I am angry with the sonographer, I didn't look at the levels till I got home, but she never wrote anything in the notes, nor (as far as I know), alert the Dr to the drop (and dropping from 75th centile to the 10th, should have set alarms ringing).... my midwife said they should have arranged to scan me the next week, as this was worrying - and they never did book another scan, so I now truly believe the no one actually looked at the scan results, which makes me so, so sad.

I was Tamsin's advocate, her mother, I should have demanded they do something, but I honestly did believe they'd looked

OP posts:
RandomMess · 18/11/2011 18:57

SadSadSad

karma what dreadful treatment you received at that appointment. It isn't your fault so often parents are dismissed. My dd3 screamed constantly didn't sleep I was fobbed off for 4 months that it was "a touch of colic" it was silent reflus, for 4 months she suffered dreaful pain and I as her advocate failed her.

But I did they just wouldn't listen and fobbed me off it is so difficult to stand against the flow and scream and shout that you're concerned.

Big hugs please be kind to yourself x

Whatevertheweather · 18/11/2011 20:31

Karma I can totally identify with the flat feeling after the funeral.

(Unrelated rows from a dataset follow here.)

//! Semantic checks over redirect declarations and table derivation.

use std::collections::{BTreeMap, BTreeSet};

use super::{RedirectError, Redirects, XrefTargets};
use crate::redirector::RedirectTable;

/// Declarations that passed [`Redirects::validate`], with the flattened
/// client-side and server-side source -> destination maps.
#[derive(Debug, Clone)]
pub struct ValidatedRedirects {
    redirects: Redirects,
    targets: XrefTargets,
    client_side: BTreeMap<String, String>,
    server_side: BTreeMap<String, String>,
}

impl Redirects {
    /// Checks the declarations against the identifiers present in the source.
    ///
    /// Rejects, in this order: identifiers declared but not in the source;
    /// source identifiers with neither an entry nor a historical anchor naming
    /// them; entries whose first location is not the current output path;
    /// locations claimed by more than one identifier; historical anchors that
    /// collide with live identifiers; client-side redirects from pages that
    /// already redirect server-side.
    pub fn validate(self, targets: XrefTargets) -> Result<ValidatedRedirects, RedirectError> {
        let orphans: Vec<String> = self
            .raw
            .keys()
            .filter(|id| !targets.contains_key(*id))
            .cloned()
            .collect();
        if !orphans.is_empty() {
            return Err(RedirectError::MissingInSource(orphans));
        }

        let historical_anchors: BTreeSet<&str> = self
            .raw
            .values()
            .flat_map(|locations| locations.iter().skip(1))
            .map(|location| location.rsplit('#').next().unwrap_or(location))
            .collect();
        let without_redirect: Vec<String> = targets
            .keys()
            .filter(|id| !self.raw.contains_key(*id) && !historical_anchors.contains(id.as_str()))
            .cloned()
            .collect();
        if !without_redirect.is_empty() {
            return Err(RedirectError::MissingRedirect(without_redirect));
        }

        let mut client_side = BTreeMap::new();
        let mut server_side = BTreeMap::new();
        let mut divergent = BTreeSet::new();
        let mut redirect_anchors = BTreeSet::new();
        for (identifier, locations) in &self.raw {
            let current = &targets[identifier].path;
            match locations.first() {
                Some(first) if first == current => {}
                _ => {
                    return Err(RedirectError::WrongCurrentPath {
                        identifier: identifier.clone(),
                    })
                }
            }

            for location in &locations[1..] {
                let claimed = match location.split_once('#') {
                    Some((_, anchor)) => {
                        redirect_anchors.insert(anchor.to_string());
                        claim(&mut client_side, location, format!("{current}#{identifier}"))
                    }
                    None => claim(&mut server_side, location, current.clone()),
                };
                if !claimed {
                    divergent.insert(location.clone());
                }
            }
        }
        if !divergent.is_empty() {
            return Err(RedirectError::Divergent(divergent.into_iter().collect()));
        }

        let conflicting: Vec<String> = redirect_anchors
            .into_iter()
            .filter(|anchor| self.raw.contains_key(anchor))
            .collect();
        if !conflicting.is_empty() {
            return Err(RedirectError::ConflictingAnchors(conflicting));
        }

        let mut transitive = Vec::new();
        for (server_from, server_to) in &server_side {
            for client_from in client_side.keys() {
                if let Some((path, anchor)) = client_from.split_once('#') {
                    if path == server_from {
                        transitive.push((client_from.clone(), format!("{server_to}#{anchor}")));
                    }
                }
            }
        }
        if !transitive.is_empty() {
            return Err(RedirectError::Transitive(transitive));
        }

        tracing::debug!(
            client = client_side.len(),
            server = server_side.len(),
            "redirect declarations validated"
        );
        Ok(ValidatedRedirects {
            redirects: self,
            targets,
            client_side,
            server_side,
        })
    }
}

/// Inserts `location -> dest` unless `location` is already claimed.
fn claim(map: &mut BTreeMap<String, String>, location: &str, dest: String) -> bool {
    if map.contains_key(location) {
        return false;
    }
    map.insert(location.to_string(), dest);
    true
}

impl ValidatedRedirects {
    /// Anchor-keyed table for the per-page script of `page`.
    ///
    /// Holds every historical `page#anchor` location, mapped to the
    /// identifier's current `path#identifier`.
    pub fn client_redirects(&self, page: &str) -> RedirectTable {
        let mut entries = Vec::new();
        for (identifier, locations) in &self.redirects.raw {
            let current = &self.targets[identifier].path;
            for (path, anchor) in locations.iter().skip(1).filter_map(|l| l.split_once('#')) {
                if path == page {
                    entries.push((anchor.to_string(), format!("{current}#{identifier}")));
                }
            }
        }
        entries.into_iter().collect()
    }

    /// `path#anchor`-keyed table of every client-side redirect, for the
    /// site-wide script.
    pub fn client_side_table(&self) -> RedirectTable {
        self.client_side
            .iter()
            .map(|(k, v)| (k.as_str(), v.as_str()))
            .collect()
    }

    /// Whole pages that moved: old path -> current path.
    pub fn server_side_redirects(&self) -> &BTreeMap<String, String> {
        &self.server_side
    }

    pub fn client_side_len(&self) -> usize {
        self.client_side.len()
    }
}
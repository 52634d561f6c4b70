//! Fragment (anchor) extraction.

/// Strips one leading `#` from a fragment as reported by the browser.
///
/// An absent fragment is the empty string, never a placeholder like `null`.
pub fn strip_hash(hash: &str) -> &str {
    hash.strip_prefix('#').unwrap_or(hash)
}

#[cfg(test)]
mod tests {
    use super::*;

    #[test]
    fn strips_single_leading_hash() {
        assert_eq!(strip_hash("#foo"), "foo");
        assert_eq!(strip_hash("foo"), "foo");
        assert_eq!(strip_hash("##foo"), "#foo");
    }

    #[test]
    fn empty() {
        assert_eq!(strip_hash(""), "");
        assert_eq!(strip_hash("#"), "");
    }
}
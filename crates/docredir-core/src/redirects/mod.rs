//! Redirect declarations: which historical locations moved where.
//!
//! Declarations map each identifier (an anchor defined in the docs source) to
//! its locations. The first location is where the identifier lives now; the
//! rest are places it used to live. `path#anchor` entries become client-side
//! redirects served by the embedded script; bare paths are whole pages that
//! moved and are expected to be handled server-side.
//!
//! Tables for the redirect script can only be derived from a
//! [`ValidatedRedirects`], which [`Redirects::validate`] produces.

mod error;
mod validate;

pub use error::RedirectError;
pub use validate::ValidatedRedirects;

use anyhow::{Context, Result};
use serde::Deserialize;
use std::collections::BTreeMap;
use std::path::Path;

/// Where an identifier is rendered in the current build.
#[derive(Debug, Clone, PartialEq, Eq, Deserialize)]
#[serde(transparent)]
pub struct XrefTarget {
    /// Output path of the page defining the identifier, e.g. `index.html`.
    pub path: String,
}

impl XrefTarget {
    pub fn new(path: impl Into<String>) -> Self {
        Self { path: path.into() }
    }
}

/// Identifier -> output path, for every identifier in the docs source.
pub type XrefTargets = BTreeMap<String, XrefTarget>;

/// Raw, unvalidated redirect declarations.
#[derive(Debug, Clone, Default, PartialEq, Eq, Deserialize)]
#[serde(transparent)]
pub struct Redirects {
    raw: BTreeMap<String, Vec<String>>,
}

impl Redirects {
    pub fn new(raw: BTreeMap<String, Vec<String>>) -> Self {
        Self { raw }
    }

    pub fn from_json_str(s: &str) -> Result<Self> {
        serde_json::from_str(s).context("parse redirects JSON")
    }

    /// Loads declarations from a JSON file of `{ "identifier": ["current.html", ...] }`.
    pub fn load(path: &Path) -> Result<Self> {
        let data = std::fs::read_to_string(path)
            .with_context(|| format!("read redirects file: {}", path.display()))?;
        let redirects: Self = serde_json::from_str(&data)
            .with_context(|| format!("parse redirects JSON: {}", path.display()))?;
        tracing::debug!(
            "loaded {} redirect declarations from {}",
            redirects.len(),
            path.display()
        );
        Ok(redirects)
    }

    pub fn len(&self) -> usize {
        self.raw.len()
    }

    pub fn is_empty(&self) -> bool {
        self.raw.is_empty()
    }

    pub fn locations(&self, identifier: &str) -> Option<&[String]> {
        self.raw.get(identifier).map(Vec::as_slice)
    }
}

/// Loads xref targets from a JSON file of `{ "identifier": "output.html" }`.
pub fn load_targets(path: &Path) -> Result<XrefTargets> {
    let data = std::fs::read_to_string(path)
        .with_context(|| format!("read xref targets: {}", path.display()))?;
    let targets: XrefTargets = serde_json::from_str(&data)
        .with_context(|| format!("parse xref targets JSON: {}", path.display()))?;
    tracing::debug!("loaded {} xref targets from {}", targets.len(), path.display());
    Ok(targets)
}
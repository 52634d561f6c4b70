//! Page-load redirect: normalize the current location, look it up, navigate.
//!
//! The table is passed in explicitly and navigation goes through the
//! [`Navigator`] trait, so the whole step runs without a browser.

mod table;

pub use table::RedirectTable;

use serde::{Deserialize, Serialize};

use crate::location::Location;

/// Which lookup key the redirect step builds.
#[derive(Debug, Clone, Copy, PartialEq, Eq, Default, Serialize, Deserialize)]
#[serde(rename_all = "lowercase")]
pub enum Variant {
    /// Key is `<filename>#<anchor>`; used by the single site-wide script.
    #[default]
    Page,
    /// Key is `<anchor>`; used by per-page scripts.
    Anchor,
}

/// Receiver of the navigation side effect (the browser's `location.href`).
pub trait Navigator {
    fn navigate(&mut self, target: &str);
}

/// Navigator that only records where it was sent.
#[derive(Debug, Default)]
pub struct RecordingNavigator {
    pub target: Option<String>,
}

impl Navigator for RecordingNavigator {
    fn navigate(&mut self, target: &str) {
        self.target = Some(target.to_string());
    }
}

/// Redirect step bound to one table and variant.
#[derive(Debug, Clone, Copy)]
pub struct Redirector<'a> {
    table: &'a RedirectTable,
    variant: Variant,
}

impl<'a> Redirector<'a> {
    pub fn new(table: &'a RedirectTable, variant: Variant) -> Self {
        Self { table, variant }
    }

    /// Target for `location`, if one applies. Empty targets count as absent.
    pub fn resolve(&self, location: &Location) -> Option<&'a str> {
        let key = location.lookup_key(self.variant);
        let target = self.table.get(&key).filter(|t| !t.is_empty());
        tracing::trace!(key = %key, hit = target.is_some(), "redirect lookup");
        target
    }

    /// Navigates when a redirect applies. Returns whether it navigated.
    pub fn run<N: Navigator>(&self, location: &Location, navigator: &mut N) -> bool {
        match self.resolve(location) {
            Some(target) => {
                navigator.navigate(target);
                true
            }
            None => false,
        }
    }
}
//! Validation rules for single fields.

use super::value::FieldValue;
use std::fmt;
use std::sync::Arc;

/// Pure function that checks one field value.
///
/// A rule returns `None` when the value is acceptable and `Some(message)`
/// otherwise. Rules see only their own field's value, never the rest of
/// the form.
///
/// # Example
///
/// ```rust
/// use formstate::core::{FieldValue, Rule};
///
/// let not_empty = Rule::new(|v: &FieldValue| {
///     if v.is_truthy() { None } else { Some("required".to_string()) }
/// });
///
/// assert_eq!(not_empty.check(&FieldValue::from("")), Some("required".to_string()));
/// assert_eq!(not_empty.check(&FieldValue::from("Feijoada")), None);
/// ```
#[derive(Clone)]
pub struct Rule {
    check: Arc<dyn Fn(&FieldValue) -> Option<String> + Send + Sync>,
}

impl Rule {
    /// Create a rule from a pure check function.
    ///
    /// The function must be deterministic and thread-safe (Send + Sync).
    pub fn new<C>(check: C) -> Self
    where
        C: Fn(&FieldValue) -> Option<String> + Send + Sync + 'static,
    {
        Rule {
            check: Arc::new(check),
        }
    }

    /// Create a rule from a predicate and a fixed message.
    ///
    /// The message is reported when the predicate returns `false`.
    ///
    /// ```rust
    /// use formstate::core::{FieldValue, Rule};
    ///
    /// let positive = Rule::predicate(|v: &FieldValue| v.to_number() > 0.0, "must be positive");
    ///
    /// assert!(positive.check(&FieldValue::from(3)).is_none());
    /// assert_eq!(positive.check(&FieldValue::from(-1)).as_deref(), Some("must be positive"));
    /// ```
    pub fn predicate<P>(accepts: P, message: impl Into<String>) -> Self
    where
        P: Fn(&FieldValue) -> bool + Send + Sync + 'static,
    {
        let message = message.into();
        Self::new(move |value| (!accepts(value)).then(|| message.clone()))
    }

    /// Run the rule against a value.
    pub fn check(&self, value: &FieldValue) -> Option<String> {
        (self.check)(value)
    }
}

impl fmt::Debug for Rule {
    fn fmt(&self, f: &mut fmt::Formatter<'_>) -> fmt::Result {
        f.write_str("Rule")
    }
}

I think the adrenaline starts to wear off once you know it's done Sad Also I think your feelings about her grave are also perfectly normal, at least I hope so because I feel exactly the same! I went to Erin's place today and was stood there thinking how much i'd love to dig her out for another cuddle. Sadly we know we can't and that is what's so very hard. I worry about her all the time; Is she safe? Is she happy? Has she found someone lovely to take care of her? I think it's part and parcel of grieving for a baby. It goes against all of our instincts not to be able to take care of, cherish, worry about and nurture our precious little ones. Its so very very hard to bear I know. And you have so much other stuff to cope with as well.

Have the hospital been in contact to arrange a follow up meeting? It sounds as though there are definitely some questions to be answered. Did you know you can request a full copy of your maternity notes? Think you write to the PALS team at your hospital to request. There's a small admin fee of about £10 xx

chipmonkey · 18/11/2011 20:49

karma I don't know what your religious beliefs are but I remind myself all the time that the little body buried in the ground is just a shell that Sylvie-Rose used while she was here and that she is having a wonderful time with my Dad and my Nana. Before we lost her, my religious beliefs were a little lacklustre. I was brought up Catholic but have trouble with a lot of the tenets of that faith. After she died, I did a lot of research on near-death experiences. I do feel that this isn't the end and that I will get to see her again and hopefully ( if I behave myself!) will get to spend eternity with her.
To me, the grave is a little garden to be kept nice in her honour.